How to harden machine learning models against adversarial attacks

Katarina Blažić
Blog Author

Katarina Blažić, Former Data Scientist at ReversingLabs.

Hardening Explainable Machine Learning models against adversarial attacks hero

As attacks become more sophisticated, it is imperative to harden machine learning (ML) models and reduce the adversary’s ability to evade detection. 

Machine learning (ML) is commonly used for malware detection alongside traditional approaches, such as signature-based detections and heuristics. The advantages of machine learning over traditional approaches are that it is much more capable of detecting novel (not previously seen) malware and is better suited to keep pace with malware evolution and large volumes of data. However, machine learning has its weaknesses. 

It is known that ML models have issues with adversarial examples — inputs to ML models designed by an attacker to cause the model to make a mistake. The inputs can be slightly altered but dramatically change a model’s response despite being unnoticeable to humans. Adversarial examples can produce strange and unwanted behaviors, and allow attackers to evade malicious file detection. Given that adversarial machine learning exploits software weaknesses, it should be addressed like any other software vulnerability.

The problem of adversarial examples can be easily understood through the relatively simple computer vision task of image classification. Figure 1 shows an adversarial example created by adding what appears to be noise to an image of a panda, which caused the ML classifier misclassification. 

Figure 1. Adversarial example from Explaining and Harnessing Adversarial Examples

How can portable executable files be modified?

In the context of malware detection, adversarial examples are malicious samples modified in some way to bypass ML detections. In particular, Windows Portable Executable (PE) files can be modified in various ways; for example, by appending bytes and strings from benign files to the overlay and newly created sections.

When generating PE adversarial samples, it is important to maintain the functionality of the program without compromising its execution. This can be achieved by using functionality-preserving modifications which can be categorized as structural or behavioral.

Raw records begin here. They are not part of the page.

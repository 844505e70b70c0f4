//! The single-slot feed cache.
//!
//! `MediumFeedStore` owns one key inside a [`KeyValueMedium`] and guards it
//! with a fair reader-writer lock:
//! - `insert` and `delete` take the write side, so mutations never overlap and
//!   apply in the order they queued for the lock.
//! - `retrieve` takes the read side, so it never observes a write in progress
//!   while concurrent retrieves still run in parallel.

use crate::codec;
use crate::config::{FeedStoreConfig, StoreConfig};
use crate::error::{DeletionError, InsertionError, Result, RetrievalError};
use crate::medium::{FileMedium, InMemoryMedium, KeyValueMedium, SqliteMedium};
use crate::models::{CacheState, FeedSnapshot};
use async_trait::async_trait;
use std::path::Path;
use tokio::sync::RwLock;
use tracing::debug;

/// Cache contract for a single feed snapshot.
///
/// Each call completes exactly once with either its value or a typed error.
/// Nothing is retried internally.
#[async_trait]
pub trait FeedStore: Send + Sync {
    /// Read the cached snapshot.
    ///
    /// An empty slot yields `CacheState::Empty`. Reads never modify the slot.
    async fn retrieve(&self) -> std::result::Result<CacheState, RetrievalError>;

    /// Replace the cached snapshot.
    ///
    /// On failure the previously cached value is left as it was.
    async fn insert(&self, snapshot: FeedSnapshot) -> std::result::Result<(), InsertionError>;

    /// Clear the slot. Succeeds when the slot is already empty.
    async fn delete(&self) -> std::result::Result<(), DeletionError>;
}

/// Feed store over any key-value medium.
pub struct MediumFeedStore<M> {
    medium: M,
    key: String,
    /// Serializes mutations and keeps reads off in-flight writes.
    access: RwLock<()>,
}

impl<M: KeyValueMedium> MediumFeedStore<M> {
    /// Create a store owning `key` inside `medium`.
    pub fn new(medium: M, key: impl Into<String>) -> Self {
        Self {
            medium,
            key: key.into(),
            access: RwLock::new(()),
        }
    }

    /// Create a store from a validated configuration.
    pub fn with_config(medium: M, config: &FeedStoreConfig) -> Result<Self> {
        config.validate()?;
        Ok(Self::new(medium, config.key.clone()))
    }

    pub fn key(&self) -> &str {
        &self.key
    }

    pub fn medium(&self) -> &M {
        &self.medium
    }
}

impl MediumFeedStore<InMemoryMedium> {
    /// Store backed by a fresh in-memory medium under the default key.
    pub fn in_memory() -> Self {
        Self::new(InMemoryMedium::new(), FeedStoreConfig::default().key)
    }
}

impl MediumFeedStore<FileMedium> {
    /// Store writing its blob to a file inside `dir`.
    pub fn open_file(dir: impl AsRef<Path>, config: &FeedStoreConfig) -> Result<Self> {
        config.validate()?;
        let medium = FileMedium::open(dir.as_ref().join(&config.namespace))?;
        Self::with_config(medium, config)
    }
}

impl MediumFeedStore<SqliteMedium> {
    /// Store keeping its blob in the SQLite database at `db_path`.
    pub fn open_sqlite(db_path: impl AsRef<Path>, config: &FeedStoreConfig) -> Result<Self> {
        config.validate()?;
        let medium = SqliteMedium::open_in_namespace(db_path, config.namespace.clone())?;
        Self::with_config(medium, config)
    }

    /// Store keeping its blob in `dir`, under the default database file name.
    pub fn open_sqlite_in_dir(dir: impl AsRef<Path>, config: &FeedStoreConfig) -> Result<Self> {
        Self::open_sqlite(dir.as_ref().join(StoreConfig::SQLITE_DB_FILENAME), config)
    }
}

#[async_trait]
impl<M: KeyValueMedium> FeedStore for MediumFeedStore<M> {
    async fn retrieve(&self) -> std::result::Result<CacheState, RetrievalError> {
        let _read = self.access.read().await;

        let Some(blob) = self.medium.get(&self.key).map_err(RetrievalError::Medium)? else {
            debug!("Cache slot '{}' is empty", self.key);
            return Ok(CacheState::Empty);
        };

        let snapshot = codec::decode(&blob).map_err(RetrievalError::Corrupted)?;
        debug!(
            "Retrieved {} images from cache slot '{}'",
            snapshot.images.len(),
            self.key
        );
        Ok(CacheState::Found(snapshot))
    }

    async fn insert(&self, snapshot: FeedSnapshot) -> std::result::Result<(), InsertionError> {
        let blob = codec::encode(&snapshot).map_err(InsertionError::Encoding)?;

        let _write = self.access.write().await;
        self.medium.set(&self.key, &blob).map_err(InsertionError::Medium)?;

        debug!(
            "Inserted {} images into cache slot '{}'",
            snapshot.images.len(),
            self.key
        );
        Ok(())
    }

    async fn delete(&self) -> std::result::Result<(), DeletionError> {
        let _write = self.access.write().await;

        let existed = self.medium.remove(&self.key).map_err(DeletionError::Medium)?;

        debug!("Deleted cache slot '{}' (existed: {})", self.key, existed);
        Ok(())
    }
}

Structural modifications exploit ambiguities of the PE file format used to store programs on disk, and affect only the PE format without altering its behavior. They include perturbing header fields, modifying bytes in DOS header and stub, filling slack space inserted by the compiler, injecting unused import functions, injecting new sections, injecting bytes into padding, and creating additional space by shifting the content forward. The majority of structural modifications are related to injecting adversarial content into PE files. Behavioral modifications, on the other hand, change the program behavior and execution traces while preserving the intended functionality of the PE program. Those modifications are beyond the scope of this blog.

Many different algorithms for generating PE adversarial samples by selecting and applying modifications have been proposed in scientific papers. They use concepts such as generative adversarial networks, reinforcement learning, and genetic algorithms. But these algorithms are iterative and not easily applicable, requiring considerable time to generate just one adversarial sample.

How to harden ML models against adversarial samples

ML models need to be hardened against adversarial samples before they are put into production. The most explored method for creating more resilient models is adversarial training. Adversarial training is performed by including adversarial samples with appropriate labels in the training data set, allowing the models to see them during training and classify them better. 

Another option to improve robustness is using ensembles of ML models to create stronger predictions by combining the results of diverse models. Ensembles can be more resilient to attacks because an attack that bypasses one model does not necessarily bypass all other models in the ensemble. However, the disadvantage of using ensembles is an increase in resources and time needed for evaluation.

A third option to make ML models more robust against adversaries is to use knowledge distillation, where a student neural network can be trained with an ensemble teacher and eliminate the cost of ensemble evaluation. Although all these methods make it harder for an attacker to evade detection, they are not universal for detecting adversarial samples.

How to make ML models more resilient

ReversingLabs ML solutions are integrated within static analysis and mainly based on human-readable indicators that summarize the object's behavior. Our static analysis performs quick and detailed file analysis without executing the file, while indicators facilitate file analysis and offer explainability and understanding of why the file was detected. In addition to indicators, other hand-crafted features are used depending on specific file types.

Figure 2. ReversingLabs A1000 - Indicators view: Explainable classification with transparent and relevant indicators

We enrich our training data set with adversarial and perturbed samples to produce more resilient ML models for PE malware detection. Since it is not easy to collect adversarial samples for PE in the wild, we had to generate them in some way.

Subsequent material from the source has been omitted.